Franchising offers a 'ready-made' business opportunity for those with some capital
who are willing to work hard.
The potential entrepreneur (the franchisee) pays to use the name, products or
services of the major company which receives a lump sum and a share of the
profits of the business (sometimes called royalties).
The franchisee receives the majority of profits, but must also meet most of any
loses. In addition to allowing use of their name, products, techniques or services,
franchisors usually provide an extensive marketing back-up in return for the money

they receive.
Examples: KFC, Popeye's, Pizza Hut, Burger King, Coca-cola.
Role of the Franchisor:
- develops a big-name brand
- has years of experience in how to run a business
- provides advice, know-how and equipment
- develops advertising materials and marketing campaigns
- keeps a close eye on the business to make sure standards are met.
Role of the Franchisee:
- pays an initial start up fee
- pays royalties, which are often from 2% to 10% of sales
- rents or buys a building and employs staff
- takes care of paperwork and pays taxes
- buys signs and equipment from the franchisor
- pays a contribution to advertising costs
Legalities:
- the franchisor and franchisee are separate companies
each must register as a company and keep the rules for company operation
a franchise license and a contract govern the relations between franchisor and
franchisee

State Corporations/Nationalized Industries


These are corporations or industries that are owned, controlled and managed by the
government or state. The main aim of the public corporation is to provide specific
goods and/ or services that meet the need of the country, at a reasonable price.
Main Features
1. There are no private shareholders; government owns 100%.
2. The government appoints the controlling board
3. A government minister is usually responsible for seeing that the corporation is
acting within the policy requirements laid down by Parliament.

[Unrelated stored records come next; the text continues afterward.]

//! Domain error model.

use thiserror::Error;

/// Result type used across the domain layer.
pub type DomainResult<T> = Result<T, DomainError>;

/// Domain-level error.
///
/// Deterministic failures only (validation, malformed identifiers). Storage and
/// transport concerns have their own error types.
#[derive(Debug, Error, Clone, PartialEq, Eq)]
pub enum DomainError {
    /// A value failed validation (e.g. malformed input).
    #[error("validation failed: {0}")]
    Validation(String),

    /// An identifier was invalid (e.g. parse failure).
    #[error("invalid identifier: {0}")]
    InvalidId(String),
}

impl DomainError {
    pub fn validation(msg: impl Into<String>) -> Self {
        Self::Validation(msg.into())
    }

    pub fn invalid_id(msg: impl Into<String>) -> Self {
        Self::InvalidId(msg.into())
    }
}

NB: Any profits made by a public corporation must be used for capital investment,
the lowering of prices, the raising of wages, etc.
Advantages
State corporations provide vital services at reasonable prices, e.g. water,
electricity and postal services.
They enjoy economies of scale resulting in low cost of production.
Their profits are distributed to the population.
They safeguard jobs rather than engage in retrenchment.
They have regards for the environment and working conditions of workers.
Disadvantages
Losses by the companies are usually born by the taxpayer.
State corporations and nationalized industries are not usually run efficiently,
often due to political interference.
The lack of a profit motive causes losses due to tax management.
There is often a lack of proper accountability.
Too much red tape in management decisions causes unnecessary delays.
National issues are given preference over local ones.